▸ **Task instructions**: Start at the line with "for session in" in the records below, stop at the line with "impl BreakerStore for", and return every line in that span exactly, the two end lines included.

■ ■ ■ ■

//! In-memory stores for tests and local harnesses.
//!
//! One `MemoryStore` implements all three store traits. Lock expiry uses
//! `tokio::time::Instant`, so tests running with a paused clock can move
//! past a TTL with `tokio::time::advance`.

use super::{BreakerStore, LockStore, SessionStore};
use crate::errors::ConnectorError;
use crate::models::{
    BreakerState, CircuitBreakerSnapshot, ConnectorSession, ResetSource, SessionState,
};
use async_trait::async_trait;
use chrono::{DateTime, Utc};
use common::types::MeetingId;
use std::collections::HashMap;
use std::sync::atomic::{AtomicBool, Ordering};
use std::sync::Arc;
use std::time::Duration;
use tokio::sync::Mutex;
use tokio::time::Instant;

#[derive(Debug, Default)]
struct Inner {
    sessions: HashMap<MeetingId, ConnectorSession>,
    locks: HashMap<String, (String, Instant)>,
    breakers: HashMap<String, CircuitBreakerSnapshot>,
}

/// In-memory session, lock and breaker store.
#[derive(Debug, Clone, Default)]
pub struct MemoryStore {
    inner: Arc<Mutex<Inner>>,
    unavailable: Arc<AtomicBool>,
}

impl MemoryStore {
    pub fn new() -> Self {
        Self::default()
    }

    /// Make every session store call fail with `StoreError` until cleared.
    pub fn set_unavailable(&self, unavailable: bool) {
        self.unavailable.store(unavailable, Ordering::SeqCst);
    }

    /// Seed or overwrite a session directly.
    pub async fn insert_session(&self, session: ConnectorSession) {
        let mut inner = self.inner.lock().await;
        inner.sessions.insert(session.meeting_id.clone(), session);
    }

    /// Seed or overwrite the breaker for a provider.
    pub async fn set_breaker(&self, provider: &str, snapshot: CircuitBreakerSnapshot) {
        let mut inner = self.inner.lock().await;
        inner.breakers.insert(provider.to_string(), snapshot);
    }

    /// Current live holder token for a lock key.
    pub async fn lock_holder(&self, key: &str) -> Option<String> {
        let inner = self.inner.lock().await;
        inner
            .locks
            .get(key)
            .filter(|(_, expires_at)| *expires_at > Instant::now())
            .map(|(token, _)| token.clone())
    }

    fn check_available(&self) -> Result<(), ConnectorError> {
        if self.unavailable.load(Ordering::SeqCst) {
            return Err(ConnectorError::Store(
                "memory store marked unavailable".to_string(),
            ));
        }
        Ok(())
    }
}

#[async_trait]
impl SessionStore for MemoryStore {
    async fn get(&self, meeting_id: &MeetingId) -> Result<Option<ConnectorSession>, ConnectorError> {
        self.check_available()?;
        let inner = self.inner.lock().await;
        Ok(inner.sessions.get(meeting_id).cloned())
    }

    async fn upsert(&self, session: &ConnectorSession) -> Result<(), ConnectorError> {
        self.check_available()?;
        let mut inner = self.inner.lock().await;
        inner
            .sessions
            .insert(session.meeting_id.clone(), session.clone());
        Ok(())
    }

    async fn compare_and_update(
        &self,
        session: &ConnectorSession,
        expected_state: SessionState,
        expected_updated_at: DateTime<Utc>,
    ) -> Result<bool, ConnectorError> {
        self.check_available()?;
        let mut inner = self.inner.lock().await;
        match inner.sessions.get_mut(&session.meeting_id) {
            Some(current)
                if current.state == expected_state
                    && current.updated_at == expected_updated_at =>
            {
                *current = session.clone();
                Ok(true)
            }
            _ => Ok(false),
        }
    }

    async fn list(&self, limit: usize) -> Result<Vec<ConnectorSession>, ConnectorError> {
        self.check_available()?;
        let inner = self.inner.lock().await;
        let mut sessions: Vec<_> = inner.sessions.values().cloned().collect();
        sessions.sort_by(|a, b| b.updated_at.cmp(&a.updated_at));
        sessions.truncate(limit);
        Ok(sessions)
    }

    async fn list_active(&self, limit: usize) -> Result<Vec<ConnectorSession>, ConnectorError> {
        self.check_available()?;
        let inner = self.inner.lock().await;
        let mut sessions: Vec<_> = inner
            .sessions
            .values()
            .filter(|s| s.state != SessionState::Disconnected)
            .cloned()
            .collect();
        sessions.sort_by(|a, b| a.updated_at.cmp(&b.updated_at));
        sessions.truncate(limit);
        Ok(sessions)
    }

    async fn count_by_state(&self) -> Result<HashMap<SessionState, i64>, ConnectorError> {
        self.check_available()?;
        let inner = self.inner.lock().await;
        let mut counts = HashMap::new();
        for session in inner.sessions.values() {
            *counts.entry(session.state).or_insert(0) += 1;
        }
        Ok(counts)
    }

    async fn ping(&self) -> Result<(), ConnectorError> {
        self.check_available()
    }
}

#[async_trait]
impl LockStore for MemoryStore {
    async fn try_lock(&self, key: &str, token: &str, ttl: Duration) -> Result<bool, ConnectorError> {
        let mut inner = self.inner.lock().await;
        let now = Instant::now();
        if let Some((_, expires_at)) = inner.locks.get(key) {
            if *expires_at > now {
                return Ok(false);
            }
        }
        inner
            .locks
            .insert(key.to_string(), (token.to_string(), now + ttl));
        Ok(true)
    }

    async fn unlock(&self, key: &str, token: &str) -> Result<bool, ConnectorError> {
        let mut inner = self.inner.lock().await;
        let owned = inner
            .locks
            .get(key)
            .is_some_and(|(holder, expires_at)| holder == token && *expires_at > Instant::now());
        if owned {
            inner.locks.remove(key);
        }
        Ok(owned)
    }

    async fn ping(&self) -> Result<(), ConnectorError> {
        Ok(())
    }
}

#[async_trait]
impl BreakerStore for MemoryStore {
    async fn load(&self, provider: &str) -> Result<CircuitBreakerSnapshot, ConnectorError> {
        let inner = self.inner.lock().await;
        Ok(inner.breakers.get(provider).cloned().unwrap_or_default())
    }

    async fn record_success(&self, provider: &str) -> Result<(), ConnectorError> {
        let mut inner = self.inner.lock().await;
        let breaker = inner.breakers.entry(provider.to_string()).or_default();
        if breaker.state == BreakerState::Closed {
            breaker.consecutive_failures = 0;
        }
        Ok(())
    }

    async fn record_failure(
        &self,
        provider: &str,
        reason: &str,
        threshold: u32,
        now: DateTime<Utc>,
    ) -> Result<CircuitBreakerSnapshot, ConnectorError> {
        let mut inner = self.inner.lock().await;
        let breaker = inner.breakers.entry(provider.to_string()).or_default();
        breaker.consecutive_failures = breaker.consecutive_failures.saturating_add(1);
        breaker.last_failure_reason = Some(reason.to_string());
        if breaker.state == BreakerState::Closed && breaker.consecutive_failures >= threshold {
            breaker.state = BreakerState::Open;
            breaker.opened_at = DateTime::from_timestamp_millis(now.timestamp_millis());
        }
        Ok(breaker.clone())
    }

    async fn reset(
        &self,
        provider: &str,
        source: ResetSource,
        now: DateTime<Utc>,
        expected_opened_at: Option<DateTime<Utc>>,
    ) -> Result<bool, ConnectorError> {
        let mut inner = self.inner.lock().await;
        let breaker = inner.breakers.entry(provider.to_string()).or_default();
        if let Some(expected) = expected_opened_at {
            let matches = breaker.state == BreakerState::Open
                && breaker.opened_at.map(|t| t.timestamp_millis())
                    == Some(expected.timestamp_millis());
            if !matches {
                return Ok(false);
            }
        }
        let was_open = breaker.state == BreakerState::Open;
        breaker.state = BreakerState::Closed;
        breaker.consecutive_failures = 0;
        breaker.opened_at = None;
        breaker.last_reset_at = DateTime::from_timestamp_millis(now.timestamp_millis());
        breaker.last_reset_source = Some(source);
        Ok(was_open)
    }
}

#[cfg(test)]
#[allow(clippy::unwrap_used, clippy::expect_used)]
mod tests {
    use super::*;
    use crate::models::utc_now;

    fn meeting(id: &str) -> MeetingId {
        MeetingId::parse(id).unwrap()
    }

    #[tokio::test(start_paused = true)]
    async fn test_lock_expires_after_ttl() {
        let store = MemoryStore::new();
        assert!(store.try_lock("k", "a", Duration::from_secs(5)).await.unwrap());
        assert!(!store.try_lock("k", "b", Duration::from_secs(5)).await.unwrap());

        tokio::time::advance(Duration::from_secs(5)).await;

        assert!(store.try_lock("k", "b", Duration::from_secs(5)).await.unwrap());
        assert_eq!(store.lock_holder("k").await.as_deref(), Some("b"));
    }

    #[tokio::test]
    async fn test_unlock_requires_matching_token() {
        let store = MemoryStore::new();
        assert!(store.try_lock("k", "a", Duration::from_secs(30)).await.unwrap());
        assert!(!store.unlock("k", "b").await.unwrap());
        assert!(store.unlock("k", "a").await.unwrap());
        assert!(store.lock_holder("k").await.is_none());
    }

    #[tokio::test]
    async fn test_compare_and_update_detects_concurrent_write() {
        let store = MemoryStore::new();
        let now = utc_now();
        let mut session = ConnectorSession::new(meeting("m1"), "sberjazz", now);
        session.state = SessionState::Connected;
        store.upsert(&session).await.unwrap();

        let mut stale = session.clone();
        stale.state = SessionState::Stale;
        stale.updated_at = now + chrono::Duration::seconds(1);

        assert!(!store
            .compare_and_update(&stale, SessionState::Connected, now - chrono::Duration::seconds(1))
            .await
            .unwrap());
        assert!(store
            .compare_and_update(&stale, SessionState::Connected, now)
            .await
            .unwrap());
        assert_eq!(
            store.get(&meeting("m1")).await.unwrap().unwrap().state,
            SessionState::Stale
        );
    }

    #[tokio::test]
    async fn test_list_active_skips_disconnected_oldest_first() {
        let store = MemoryStore::new();
        let now = utc_now();
        for (id, state, age) in [
            ("a", SessionState::Connected, 10),
            ("b", SessionState::Disconnected, 50),
            ("c", SessionState::Failed, 30),
        ] {
            let mut s = ConnectorSession::new(meeting(id), "sberjazz", now);
            s.state = state;
            s.updated_at = now - chrono::Duration::seconds(age);
            store.insert_session(s).await;
        }

        let active = store.list_active(10).await.unwrap();
        let ids: Vec<_> = active.iter().map(|s| s.meeting_id.as_str()).collect();
        assert_eq!(ids, vec!["c", "a"]);

        let all = store.list(2).await.unwrap();
        assert_eq!(all.len(), 2);
        assert_eq!(all.first().unwrap().meeting_id.as_str(), "a");
    }

    #[tokio::test]
    async fn test_breaker_opens_at_threshold_and_success_does_not_close() {
        let store = MemoryStore::new();
        let now = utc_now();
        for _ in 0..2 {
            let snap = store.record_failure("p", "boom", 3, now).await.unwrap();
            assert_eq!(snap.state, BreakerState::Closed);
        }
        let snap = store.record_failure("p", "boom", 3, now).await.unwrap();
        assert_eq!(snap.state, BreakerState::Open);
        assert!(snap.opened_at.is_some());

        store.record_success("p").await.unwrap();
        assert!(store.load("p").await.unwrap().is_open());
    }

    #[tokio::test]
    async fn test_conditional_reset_rejects_reopened_breaker() {
        let store = MemoryStore::new();
        let t1 = utc_now();
        store.record_failure("p", "x", 1, t1).await.unwrap();

        let wrong = t1 - chrono::Duration::seconds(5);
        assert!(!store.reset("p", ResetSource::Auto, t1, Some(wrong)).await.unwrap());
        assert!(store.load("p").await.unwrap().is_open());

        assert!(store.reset("p", ResetSource::Auto, t1, Some(t1)).await.unwrap());
        let snap = store.load("p").await.unwrap();
        assert_eq!(snap.state, BreakerState::Closed);
        assert!(snap.opened_at.is_none());
        assert_eq!(snap.last_reset_source, Some(ResetSource::Auto));
    }

    #[tokio::test]
    async fn test_unavailable_fails_session_calls() {
        let store = MemoryStore::new();
        store.set_unavailable(true);
        assert!(matches!(
            store.list_active(10).await,
            Err(ConnectorError::Store(_))
        ));
        store.set_unavailable(false);
        assert!(store.list_active(10).await.unwrap().is_empty());
    }
}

■ ■ ■ ■

▸ **Written response**:
        for session in inner.sessions.values() {
            *counts.entry(session.state).or_insert(0) += 1;
        }
        Ok(counts)
    }

    async fn ping(&self) -> Result<(), ConnectorError> {
        self.check_available()
    }
}

#[async_trait]
impl LockStore for MemoryStore {
    async fn try_lock(&self, key: &str, token: &str, ttl: Duration) -> Result<bool, ConnectorError> {
        let mut inner = self.inner.lock().await;
        let now = Instant::now();
        if let Some((_, expires_at)) = inner.locks.get(key) {
            if *expires_at > now {
                return Ok(false);
            }
        }
        inner
            .locks
            .insert(key.to_string(), (token.to_string(), now + ttl));
        Ok(true)
    }

    async fn unlock(&self, key: &str, token: &str) -> Result<bool, ConnectorError> {
        let mut inner = self.inner.lock().await;
        let owned = inner
            .locks
            .get(key)
            .is_some_and(|(holder, expires_at)| holder == token && *expires_at > Instant::now());
        if owned {
            inner.locks.remove(key);
        }
        Ok(owned)
    }

    async fn ping(&self) -> Result<(), ConnectorError> {
        Ok(())
    }
}

#[async_trait]
impl BreakerStore for MemoryStore {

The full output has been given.